What this task involves -
Range to output from the entries below: the line containing "skipped without a" through the line containing "source_id = fetcher.registry().resolve(requested).id.clone();". Set it down exactly, ends included, nothing else.
(Beginning of The records)
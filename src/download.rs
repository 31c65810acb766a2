//! Quota-aware batch downloader.
//!
//! One pure async entry point, [`run_batch`], serves both the interactive
//! auto-download after a refresh and the periodic background sweep. Callers
//! decide what to do with the returned [`BatchSummary`].

use crate::feed::{Fetcher, Origin};
use crate::net::Reachability;
use crate::sources::DEFAULT_SOURCE_ID;

/// Articles a non-premium account may save per source per day.
pub const DAILY_CAP: u32 = 10;

/// Inputs for one batch run.
#[derive(Debug, Clone, PartialEq, Eq)]
pub struct BatchPlan {
    /// Source ids in processing order. Empty means the default source.
    pub sources: Vec<String>,
    /// Abort the whole batch unless the current transport is wifi.
    pub wifi_only: bool,
    /// Wifi preference handed to the fetch orchestrator for each source.
    pub fetch_wifi_only: bool,
    pub is_premium: bool,
}

impl BatchPlan {
    fn source_ids(&self) -> Vec<&str> {
        if self.sources.is_empty() {
            vec![DEFAULT_SOURCE_ID]
        } else {
            self.sources.iter().map(String::as_str).collect()
        }
    }
}

/// What happened to one source in a batch.
#[derive(Debug, Clone, PartialEq, Eq)]
pub enum SourceStatus {
    /// Daily cap already reached; nothing was fetched.
    QuotaReached,
    /// Fetched (from network or cache) and `saved` new articles stored.
    Processed { origin: Origin, saved: usize },
}

#[derive(Debug, Clone, PartialEq, Eq)]
pub struct SourceReport {
    pub source_id: String,
    pub status: SourceStatus,
}

/// Why a batch stopped before processing any source.
#[derive(Debug, Clone, Copy, PartialEq, Eq)]
pub enum AbortReason {
    /// The wifi gate was set and the transport is not wifi.
    NotOnWifi,
    /// The network state could not be determined.
    Reachability,
}

/// Result of [`run_batch`].
#[derive(Debug, Clone, Default, PartialEq, Eq)]
pub struct BatchSummary {
    /// New articles saved across all sources.
    pub saved: usize,
    pub aborted: Option<AbortReason>,
    pub sources: Vec<SourceReport>,
}

impl BatchSummary {
    fn aborted(reason: AbortReason) -> Self {
        Self {
            aborted: Some(reason),
            ..Self::default()
        }
    }
}

/// Fetch and save articles for every source in `plan`.
///
/// Sources are processed sequentially in list order. For non-premium plans a
/// source whose daily count has reached [`DAILY_CAP`] is skipped without a
/// fetch, and saving stops once the running count for a source reaches the
/// cap. Articles that are already saved do not count. A source that yields
/// nothing never stops the sources after it.
pub async fn run_batch(fetcher: &Fetcher, plan: &BatchPlan) -> BatchSummary {
    if plan.wifi_only {
        match fetcher.reachability().network_state().await {
            Ok(state) if state.is_wifi() => {}
            Ok(state) => {
                tracing::info!(connected = state.connected, kind = ?state.kind, "Not on wifi, skipping batch download");
                return BatchSummary::aborted(AbortReason::NotOnWifi);
            }
            Err(e) => {
                tracing::warn!(error = %e, "Reachability query failed, skipping batch download");
                return BatchSummary::aborted(AbortReason::Reachability);
            }
        }
    }

    let store = fetcher.store();
    let mut summary = BatchSummary::default();

    for requested in plan.source_ids() {
        let source_id = fetcher.registry().resolve(requested).id.clone();

        let mut running = store.get_daily_download_count(&source_id).await;
        if !plan.is_premium && running >= DAILY_CAP {
            tracing::info!(source = %source_id, count = running, cap = DAILY_CAP, "Daily limit reached, skipping source");
            summary.sources.push(SourceReport {
                source_id,
                status: SourceStatus::QuotaReached,
            });
            continue;
        }

        let outcome = fetcher.fetch_news(plan.fetch_wifi_only, &source_id).await;
        let mut saved = 0;
        for article in &outcome.articles {
            if !plan.is_premium && running >= DAILY_CAP {
                tracing::info!(source = %source_id, cap = DAILY_CAP, "Daily limit reached mid-batch");
                break;
            }
            if store.save_article(article).await {
                let stored = store.increment_daily_download_count(&source_id).await;
                // A failed counter write reports 0; keep counting locally.
                running = stored.max(running + 1);
                saved += 1;
            }
        }

        tracing::info!(source = %source_id, origin = %outcome.origin, saved = saved, "Source processed");
        summary.saved += saved;
        summary.sources.push(SourceReport {
            source_id,
            status: SourceStatus::Processed {
                origin: outcome.origin,
                saved,
            },
        });
    }

    tracing::info!(saved = summary.saved, sources = summary.sources.len(), "Batch download complete");
    summary
}

#[cfg(test)]
mod tests {
    use super::*;
    use crate::net::{Connection, Reachability, StaticReachability};
    use crate::sources::{Registry, Source, SourceFormat};
    use crate::storage::LocalStore;
    use pretty_assertions::assert_eq;
    use std::sync::Arc;
    use std::time::Duration;
    use wiremock::matchers::{any, path};
    use wiremock::{Mock, MockServer, ResponseTemplate};

    fn rss_with(prefix: &str, count: usize) -> String {
        let items: String = (0..count)
            .map(|i| format!("<item><guid>{prefix}-{i}</guid><title>Story {i}</title></item>"))
            .collect();
        format!(r#"<?xml version="1.0"?><rss version="2.0"><channel>{items}</channel></rss>"#)
    }

    fn source(id: &str, url: String) -> Source {
        Source {
            id: id.to_string(),
            name: format!("{id} news"),
            urls: vec![url],
            format: SourceFormat::Xml,
            verify_cert: true,
            placeholder_image: "https://news.test/logo.png".to_string(),
        }
    }

    async fn fetcher(sources: Vec<Source>, connection: Connection) -> Fetcher {
        let reachability: Arc<dyn Reachability> = Arc::new(StaticReachability::new(connection.state()));
        Fetcher::new(
            Registry::new(sources, "borneo"),
            LocalStore::open(":memory:").await.unwrap(),
            reachability,
            Duration::from_secs(5),
        )
        .unwrap()
    }

    fn plan(sources: &[&str], is_premium: bool) -> BatchPlan {
        BatchPlan {
            sources: sources.iter().map(|s| s.to_string()).collect(),
            wifi_only: true,
            fetch_wifi_only: false,
            is_premium,
        }
    }

    #[tokio::test]
    async fn test_non_premium_stops_at_cap() {
        let mock_server = MockServer::start().await;
        Mock::given(any())
            .respond_with(ResponseTemplate::new(200).set_body_string(rss_with("b", 15)))
            .mount(&mock_server)
            .await;

        let fetcher = fetcher(vec![source("borneo", mock_server.uri())], Connection::Wifi).await;
        let summary = run_batch(&fetcher, &plan(&["borneo"], false)).await;

        assert_eq!(summary.saved, 10);
        assert_eq!(fetcher.store().get_saved_articles().await.len(), 10);
        assert_eq!(fetcher.store().get_daily_download_count("borneo").await, 10);
    }

    #[tokio::test]
    async fn test_premium_bypasses_cap() {
        let mock_server = MockServer::start().await;
        Mock::given(any())
            .respond_with(ResponseTemplate::new(200).set_body_string(rss_with("b", 15)))
            .mount(&mock_server)
            .await;

        let fetcher = fetcher(vec![source("borneo", mock_server.uri())], Connection::Wifi).await;
        for _ in 0..DAILY_CAP {
            fetcher.store().increment_daily_download_count("borneo").await;
        }

        let summary = run_batch(&fetcher, &plan(&["borneo"], true)).await;
        assert_eq!(summary.saved, 15);
    }

    #[tokio::test]
    async fn test_exhausted_quota_skips_fetch() {
        let mock_server = MockServer::start().await;
        Mock::given(any())
            .respond_with(ResponseTemplate::new(200).set_body_string(rss_with("b", 3)))
            .expect(0)
            .mount(&mock_server)
            .await;

        let fetcher = fetcher(vec![source("borneo", mock_server.uri())], Connection::Wifi).await;
        for _ in 0..DAILY_CAP {
            fetcher.store().increment_daily_download_count("borneo").await;
        }

        let summary = run_batch(&fetcher, &plan(&["borneo"], false)).await;
        assert_eq!(summary.saved, 0);
        assert_eq!(
            summary.sources,
            vec![SourceReport {
                source_id: "borneo".to_string(),
                status: SourceStatus::QuotaReached,
            }]
        );
        assert!(fetcher.store().get_saved_articles().await.is_empty());
    }

    #[tokio::test]
    async fn test_wifi_gate_aborts_whole_batch() {
        let mock_server = MockServer::start().await;
        Mock::given(any())
            .respond_with(ResponseTemplate::new(200).set_body_string(rss_with("b", 3)))
            .expect(0)
            .mount(&mock_server)
            .await;

        let fetcher = fetcher(vec![source("borneo", mock_server.uri())], Connection::Cellular).await;
        let summary = run_batch(&fetcher, &plan(&["borneo"], false)).await;

        assert_eq!(summary.aborted, Some(AbortReason::NotOnWifi));
        assert_eq!(summary.saved, 0);
        assert!(summary.sources.is_empty());
    }

    #[tokio::test]
    async fn test_already_saved_articles_do_not_count() {
        let mock_server = MockServer::start().await;
        Mock::given(any())
            .respond_with(ResponseTemplate::new(200).set_body_string(rss_with("b", 4)))
            .mount(&mock_server)
            .await;

        let fetcher = fetcher(vec![source("borneo", mock_server.uri())], Connection::Wifi).await;
        assert_eq!(run_batch(&fetcher, &plan(&["borneo"], false)).await.saved, 4);
        assert_eq!(run_batch(&fetcher, &plan(&["borneo"], false)).await.saved, 0);
        assert_eq!(fetcher.store().get_daily_download_count("borneo").await, 4);
    }

    #[tokio::test]
    async fn test_failing_source_does_not_stop_later_sources() {
        let mock_server = MockServer::start().await;
        Mock::given(path("/down"))
            .respond_with(ResponseTemplate::new(503))
            .mount(&mock_server)
            .await;
        Mock::given(path("/up"))
            .respond_with(ResponseTemplate::new(200).set_body_string(rss_with("s", 2)))
            .mount(&mock_server)
            .await;

        let fetcher = fetcher(
            vec![
                source("borneo", format!("{}/down", mock_server.uri())),
                source("suara", format!("{}/up", mock_server.uri())),
            ],
            Connection::Wifi,
        )
        .await;

        let summary = run_batch(&fetcher, &plan(&["borneo", "suara"], false)).await;
        assert_eq!(summary.saved, 2);
        assert_eq!(
            summary.sources[0].status,
            SourceStatus::Processed {
                origin: Origin::Cache,
                saved: 0
            }
        );
        assert_eq!(
            summary.sources[1].status,
            SourceStatus::Processed {
                origin: Origin::Online,
                saved: 2
            }
        );
    }

    #[tokio::test]
    async fn test_empty_source_list_uses_default() {
        let mock_server = MockServer::start().await;
        Mock::given(any())
            .respond_with(ResponseTemplate::new(200).set_body_string(rss_with("b", 1)))
            .expect(1)
            .mount(&mock_server)
            .await;

        let fetcher = fetcher(vec![source("borneo", mock_server.uri())], Connection::Wifi).await;
        let summary = run_batch(&fetcher, &plan(&[], false)).await;
        assert_eq!(summary.saved, 1);
        assert_eq!(summary.sources[0].source_id, "borneo");
    }
}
(End of The records)
Completed task -
/// source whose daily count has reached [`DAILY_CAP`] is skipped without a
/// fetch, and saving stops once the running count for a source reaches the
/// cap. Articles that are already saved do not count. A source that yields
/// nothing never stops the sources after it.
pub async fn run_batch(fetcher: &Fetcher, plan: &BatchPlan) -> BatchSummary {
    if plan.wifi_only {
        match fetcher.reachability().network_state().await {
            Ok(state) if state.is_wifi() => {}
            Ok(state) => {
                tracing::info!(connected = state.connected, kind = ?state.kind, "Not on wifi, skipping batch download");
                return BatchSummary::aborted(AbortReason::NotOnWifi);
            }
            Err(e) => {
                tracing::warn!(error = %e, "Reachability query failed, skipping batch download");
                return BatchSummary::aborted(AbortReason::Reachability);
            }
        }
    }

    let store = fetcher.store();
    let mut summary = BatchSummary::default();

    for requested in plan.source_ids() {
        let source_id = fetcher.registry().resolve(requested).id.clone();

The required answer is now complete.